U.S. shows occupy top-shelf space

U.S. SHOWS OCCUPY TOP-SHELF SPACE IN:
United Kingdom
Germany
France
Italy
Spain

Local drama still rules on Italy’s two major networks, RAI and Mediaset. Still, U.S. shows have been playing nicely in primetime lately, though not on the two webs’ flagship stations, RAI 1 and Canale 5.

“CSI Miami” is currently the top Italo import, scoring an average 16% share on Mediaset’s youth-oriented Italia 1, neck-and-neck with “House,” which pulls in a 15% average share on the same channel.
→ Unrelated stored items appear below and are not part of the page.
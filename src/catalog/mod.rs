//! Catalog core - entities, fixtures, the join and the filter pipeline.
//!
//! ```text
//! Fixtures → derive_product_views → visible_products(views, FilterState)
//! ```
//!
//! Everything here is pure and single-threaded. The reactive wrapper lives in
//! [`crate::state::filters`].

pub mod filter;
pub mod fixtures;
pub mod join;
pub mod model;

pub use filter::{matches_query, matches_user, visible_products, FilterState};
pub use fixtures::Fixtures;
pub use join::derive_product_views;
pub use model::{Category, Id, Product, ProductView, Sex, User};
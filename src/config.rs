//! Command line configuration.

use std::path::PathBuf;

use clap::Parser;

use crate::catalog::FilterState;

/// Environment variable holding the log filter.
pub const LOG_ENV: &str = "PRODUCT_CATALOG_LOG";

#[derive(Debug, Parser)]
#[command(name = "product-catalog")]
#[command(about = "Filterable product table for the terminal")]
#[command(version)]
#[command(after_help = "Environment:\n  PRODUCT_CATALOG_LOG   Log filter (default: info)")]
pub struct Cli {
    /// Load users.json, categories.json and products.json from DIR
    #[arg(long, value_name = "DIR")]
    pub data_dir: Option<PathBuf>,

    /// Theme preset: terminal, dracula, nord
    #[arg(long, default_value = "terminal")]
    pub theme: String,

    /// Start with this user's tab selected
    #[arg(long, value_name = "NAME")]
    pub user: Option<String>,

    /// Start with this search text
    #[arg(long, value_name = "TEXT")]
    pub query: Option<String>,

    /// Print the screen as plain text and exit
    #[arg(long, conflicts_with = "hooks")]
    pub snapshot: bool,

    /// Print test hook regions as JSON and exit
    #[arg(long)]
    pub hooks: bool,

    /// Width for --snapshot / --hooks
    #[arg(long, default_value_t = 100)]
    pub width: u16,

    /// Height for --snapshot / --hooks
    #[arg(long, default_value_t = 30)]
    pub height: u16,

    /// Write logs to PATH
    #[arg(long, value_name = "PATH")]
    pub log_file: Option<PathBuf>,

    #[arg(long, env = LOG_ENV, default_value = "info", hide = true)]
    pub log: String,
}

#[derive(Debug, Clone, Copy, PartialEq, Eq)]
pub enum Mode {
    Interactive,
    Snapshot,
    Hooks,
}

impl Mode {
    /// Modes that print to stdout and exit.
    pub fn is_one_shot(&self) -> bool {
        !matches!(self, Self::Interactive)
    }
}

#[derive(Debug, Clone)]
pub struct Config {
    pub data_dir: Option<PathBuf>,
    pub theme: String,
    pub user: Option<String>,
    pub query: Option<String>,
    pub mode: Mode,
    /// Size for one-shot modes; interactive mode uses the terminal's.
    pub width: u16,
    pub height: u16,
    pub log_file: Option<PathBuf>,
    pub log_filter: String,
}

impl From<Cli> for Config {
    fn from(cli: Cli) -> Self {
        let mode = if cli.snapshot {
            Mode::Snapshot
        } else if cli.hooks {
            Mode::Hooks
        } else {
            Mode::Interactive
        };

        Self {
            data_dir: cli.data_dir,
            theme: cli.theme,
            user: cli.user,
            query: cli.query,
            mode,
            width: cli.width.max(1),
            height: cli.height.max(1),
            log_file: cli.log_file,
            log_filter: cli.log,
        }
    }
}

impl Config {
    pub fn from_args() -> Self {
        Cli::parse().into()
    }

    /// Initial filter state, built with the regular transitions.
    pub fn initial_filter(&self) -> FilterState {
        let mut state = FilterState::new();
        if let Some(user) = &self.user {
            state.select_user(user.as_str());
        }
        if let Some(query) = &self.query {
            state.set_query(query.as_str());
        }
        state
    }
}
Italia 1 also airs “Prison Break” to a better than 10% average share.

That may pale in comparison with “Capri,” the local skein set on the Italo isle which has been attracting an average 23% share on RAI 1. But it’s still a lot better than the 8% average audience being garnered by Italo cop show “La Squadra” on RAI 3.
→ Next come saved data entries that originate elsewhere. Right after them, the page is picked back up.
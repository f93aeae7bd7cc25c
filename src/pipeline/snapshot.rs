//! Screen sources and one-shot rendering.
//!
//! [`ScreenSource`] bundles what every frame reads. The render effect composes
//! from it on each change; [`snapshot`] composes once for `--snapshot` and
//! `--hooks`.

use std::rc::Rc;

use tracing::trace;

use crate::catalog::{Category, Fixtures, ProductView, User};
use crate::state::FilterStore;
use crate::theme::Theme;
use crate::view::{compose, Control, ScreenContext, ScreenFrame};

/// Inputs shared by every frame. Cloning shares the store.
#[derive(Clone)]
pub struct ScreenSource {
    pub store: FilterStore,
    pub users: Rc<Vec<User>>,
    pub categories: Rc<Vec<Category>>,
    pub theme: Rc<Theme>,
}

impl ScreenSource {
    pub fn new(fixtures: &Fixtures, store: FilterStore, theme: Theme) -> Self {
        Self {
            store,
            users: Rc::new(fixtures.users().to_vec()),
            categories: Rc::new(fixtures.categories().to_vec()),
            theme: Rc::new(theme),
        }
    }

    /// Compose a frame for an already computed visible collection.
    pub fn compose(&self, visible: &[ProductView], focused: Option<Control>, size: (u16, u16)) -> ScreenFrame {
        let state = self.store.state();
        trace!(visible = visible.len(), width = size.0, height = size.1, "compose");
        compose(&ScreenContext {
            users: &self.users,
            categories: &self.categories,
            visible,
            state: &state,
            focused,
            theme: &self.theme,
            width: size.0,
            height: size.1,
        })
    }
}

/// Compose the current state once, with nothing focused.
pub fn snapshot(source: &ScreenSource, width: u16, height: u16) -> ScreenFrame {
    let visible = source.store.visible();
    source.compose(&visible, None, (width, height))
}
//! View - what the screen shows and where.
//!
//! - [`control`] - focusable / clickable controls and their tab order
//! - [`hooks`] - stable test hook names and their screen regions
//! - [`rows`] - table row formatting
//! - [`screen`] - frame composition

pub mod control;
pub mod hooks;
pub mod rows;
pub mod screen;

pub use control::{focus_order, Control};
pub use hooks::{HookQuery, HookRegion, TestHook};
pub use rows::{ProductRow, UserTone, NO_CATEGORY};
pub use screen::{compose, HitRect, ScreenContext, ScreenFrame, NO_MATCHING_MESSAGE};
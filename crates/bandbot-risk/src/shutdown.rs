//! Cooperative shutdown latch.
//!
//! One latch is shared by the orchestration loop and every side worker.
//! Once triggered it stays triggered; the first reason wins. Workers poll
//! [`ShutdownLatch::is_triggered`] at the top of their loop or await
//! [`ShutdownLatch::cancelled`] inside a `tokio::select!` around their sleep,
//! then flush pending work and exit. Nothing is interrupted mid-operation.

use std::fmt;

use chrono::{DateTime, Utc};
use parking_lot::RwLock;
use tokio_util::sync::CancellationToken;
use tracing::{error, info, warn};

// ============================================================================
// ShutdownReason
// ============================================================================

/// Why the process is shutting down.
#[derive(Debug, Clone, PartialEq)]
pub enum ShutdownReason {
    /// The external switch was turned off.
    SwitchOff,
    /// The switch could not be read after bootstrap.
    SwitchUnreadable {
        detail: String,
    },
    /// Too many consecutive cycle failures.
    CycleFailures {
        count: u32,
        last_error: String,
    },
    /// Day rollover could not complete within its retry budget.
    RolloverFailed {
        detail: String,
    },
    /// A side worker exhausted its retry budget.
    WorkerFailed {
        worker: &'static str,
        detail: String,
    },
    /// SIGINT / Ctrl-C.
    Interrupted,
}

impl ShutdownReason {
    /// Fatal reasons are alerted; operator-initiated ones are not.
    #[must_use]
    pub fn is_fatal(&self) -> bool {
        !matches!(self, Self::SwitchOff | Self::Interrupted)
    }
}

impl fmt::Display for ShutdownReason {
    fn fmt(&self, f: &mut fmt::Formatter<'_>) -> fmt::Result {
        match self {
            Self::SwitchOff => write!(f, "Shutdown switch turned off"),
            Self::SwitchUnreadable { detail } => write!(f, "Shutdown switch unreadable: {detail}"),
            Self::CycleFailures { count, last_error } => {
                write!(f, "{count} consecutive cycle failures, last: {last_error}")
            }
            Self::RolloverFailed { detail } => write!(f, "Day rollover failed: {detail}"),
            Self::WorkerFailed { worker, detail } => write!(f, "Worker {worker} failed: {detail}"),
            Self::Interrupted => write!(f, "Interrupted"),
        }
    }
}

// ============================================================================
// ShutdownLatch
// ============================================================================

/// Shared cooperative shutdown flag.
///
/// Thread-safe: share via `Arc<ShutdownLatch>`.
#[derive(Debug, Default)]
pub struct ShutdownLatch {
    token: CancellationToken,
    state: RwLock<Option<(ShutdownReason, DateTime<Utc>)>>,
}

impl ShutdownLatch {
    #[must_use]
    pub fn new() -> Self {
        Self::default()
    }

    #[must_use]
    pub fn is_triggered(&self) -> bool {
        self.token.is_cancelled()
    }

    /// Trigger shutdown. Later calls keep the original reason.
    ///
    /// Returns `true` if this call triggered the latch.
    pub fn trigger(&self, reason: ShutdownReason) -> bool {
        {
            let mut state = self.state.write();
            if state.is_some() {
                warn!(new_reason = %reason, "Shutdown already triggered, ignoring new reason");
                return false;
            }
            *state = Some((reason.clone(), Utc::now()));
        }

        if reason.is_fatal() {
            error!(reason = %reason, "SHUTDOWN TRIGGERED");
        } else {
            info!(reason = %reason, "Shutdown requested");
        }
        self.token.cancel();
        true
    }

    #[must_use]
    pub fn reason(&self) -> Option<ShutdownReason> {
        self.state.read().as_ref().map(|(r, _)| r.clone())
    }

    #[must_use]
    pub fn triggered_at(&self) -> Option<DateTime<Utc>> {
        self.state.read().as_ref().map(|(_, at)| *at)
    }

    /// Resolves once the latch is triggered.
    pub async fn cancelled(&self) {
        self.token.cancelled().await;
    }

    /// Sleep for `duration` unless shutdown comes first.
    ///
    /// Returns `false` if woken by shutdown.
    pub async fn sleep(&self, duration: std::time::Duration) -> bool {
        tokio::select! {
            () = tokio::time::sleep(duration) => true,
            () = self.token.cancelled() => false,
        }
    }
}

#[cfg(test)]
mod tests {
    use super::*;
    use std::sync::Arc;
    use std::time::Duration;

    #[test]
    fn test_first_reason_wins() {
        let latch = ShutdownLatch::new();
        assert!(!latch.is_triggered());
        assert!(latch.reason().is_none());

        assert!(latch.trigger(ShutdownReason::SwitchOff));
        assert!(!latch.trigger(ShutdownReason::Interrupted));

        assert!(latch.is_triggered());
        assert_eq!(latch.reason(), Some(ShutdownReason::SwitchOff));
        assert!(latch.triggered_at().is_some());
    }

    #[test]
    fn test_fatal_classification() {
        assert!(!ShutdownReason::SwitchOff.is_fatal());
        assert!(ShutdownReason::CycleFailures {
            count: 4,
            last_error: "timeout".to_string()
        }
        .is_fatal());
    }

    #[tokio::test]
    async fn test_sleep_wakes_on_trigger() {
        let latch = Arc::new(ShutdownLatch::new());
        let waiter = latch.clone();
        let handle = tokio::spawn(async move { waiter.sleep(Duration::from_secs(60)).await });

        tokio::time::sleep(Duration::from_millis(20)).await;
        latch.trigger(ShutdownReason::Interrupted);

        let slept_fully = tokio::time::timeout(Duration::from_secs(1), handle)
            .await
            .unwrap()
            .unwrap();
        assert!(!slept_fully);
    }

    #[tokio::test]
    async fn test_sleep_completes_without_trigger() {
        let latch = ShutdownLatch::new();
        assert!(latch.sleep(Duration::from_millis(5)).await);
    }
}
//! Strategy configuration.

use serde::{Deserialize, Serialize};

use crate::band::BandLimits;
use crate::counters::{default_long_bins, default_short_bins, BinEdges};
use crate::error::{StrategyError, StrategyResult};

/// Configuration for bands, counters and entry signals.
#[derive(Debug, Clone, Serialize, Deserialize)]
pub struct StrategyConfig {
    /// Band defaults and rails.
    #[serde(default)]
    pub band: BandLimits,
    /// Up bins on the daily change, `(low, high]`.
    #[serde(default = "default_long_bins")]
    pub long_bins: [BinEdges; 4],
    /// Down bins on the daily change, `(low, high]`.
    #[serde(default = "default_short_bins")]
    pub short_bins: [BinEdges; 4],
    /// Long opens allowed since the last reset.
    #[serde(default = "default_open_limit")]
    pub long_open_limit: u32,
    /// Short opens allowed since the last reset.
    #[serde(default = "default_open_limit")]
    pub short_open_limit: u32,
}

fn default_open_limit() -> u32 {
    10
}

impl Default for StrategyConfig {
    fn default() -> Self {
        Self {
            band: BandLimits::default(),
            long_bins: default_long_bins(),
            short_bins: default_short_bins(),
            long_open_limit: default_open_limit(),
            short_open_limit: default_open_limit(),
        }
    }
}

impl StrategyConfig {
    /// Validate configuration values.
    ///
    /// Bins must be non-empty and pairwise disjoint within each bank so a
    /// single daily change can move at most one counter per bank.
    pub fn validate(&self) -> StrategyResult<()> {
        self.band.validate().map_err(StrategyError::InvalidConfig)?;

        for (name, bins) in [("long_bins", &self.long_bins), ("short_bins", &self.short_bins)] {
            for (i, bin) in bins.iter().enumerate() {
                if bin.low >= bin.high {
                    return Err(StrategyError::InvalidConfig(format!(
                        "{name}[{i}] is empty: ({}, {}]",
                        bin.low, bin.high
                    )));
                }
            }
            for (i, a) in bins.iter().enumerate() {
                for b in bins.iter().skip(i + 1) {
                    if a.low < b.high && b.low < a.high {
                        return Err(StrategyError::InvalidConfig(format!(
                            "{name} overlap: ({}, {}] and ({}, {}]",
                            a.low, a.high, b.low, b.high
                        )));
                    }
                }
            }
        }

        Ok(())
    }
}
CBS Paramount’s “NCIS” is also reaping a respectable 12% average share on RAI’s youth-oriented RAI 2. So while Hollywood might not dominate, it definitely figures prominently.

That said, there is a tendency in the Italo TV community to downplay the value of U.S. shows, partly because audiences don’t always live up to expectations.

Italia 1 in early October pulled the third season of “The OC” due to lackluster ratings.

Earlier this season, both “Lost” and “Desperate Housewives” underperformed on RAI 2. Both had previously played nicely on the Sky Italia box, which may have been part of the problem.

Audience erosion caused by having U.S. shows play first on pay is the gripe RAI’s main buyer Carlo Macchitella has with Sky’s Fox Channels Italy, which has been outbidding RAI and Mediaset for firstrun rights to various Yank skeins.

“Selling pay TV rights first is a big mistake because it significantly diminishes the value for free TV,” Macchitella bemoans, claiming that Fox’s aggressive bidding should drive down free TV prices, though that may be wishful thinking.

U.S. skeins have not been fetching the previous high of $200,000 per episode , instead commanding about $80,000 an episode from the over-the-air players.

While RAI and Mediaset earmark most of their $250 million annual programming budgets for local drama, both have multi-year mega-million dollar deals in place with the U.S. majors. RAI has one with Disney, and Mediaset with Universal, Fox and DreamWorks.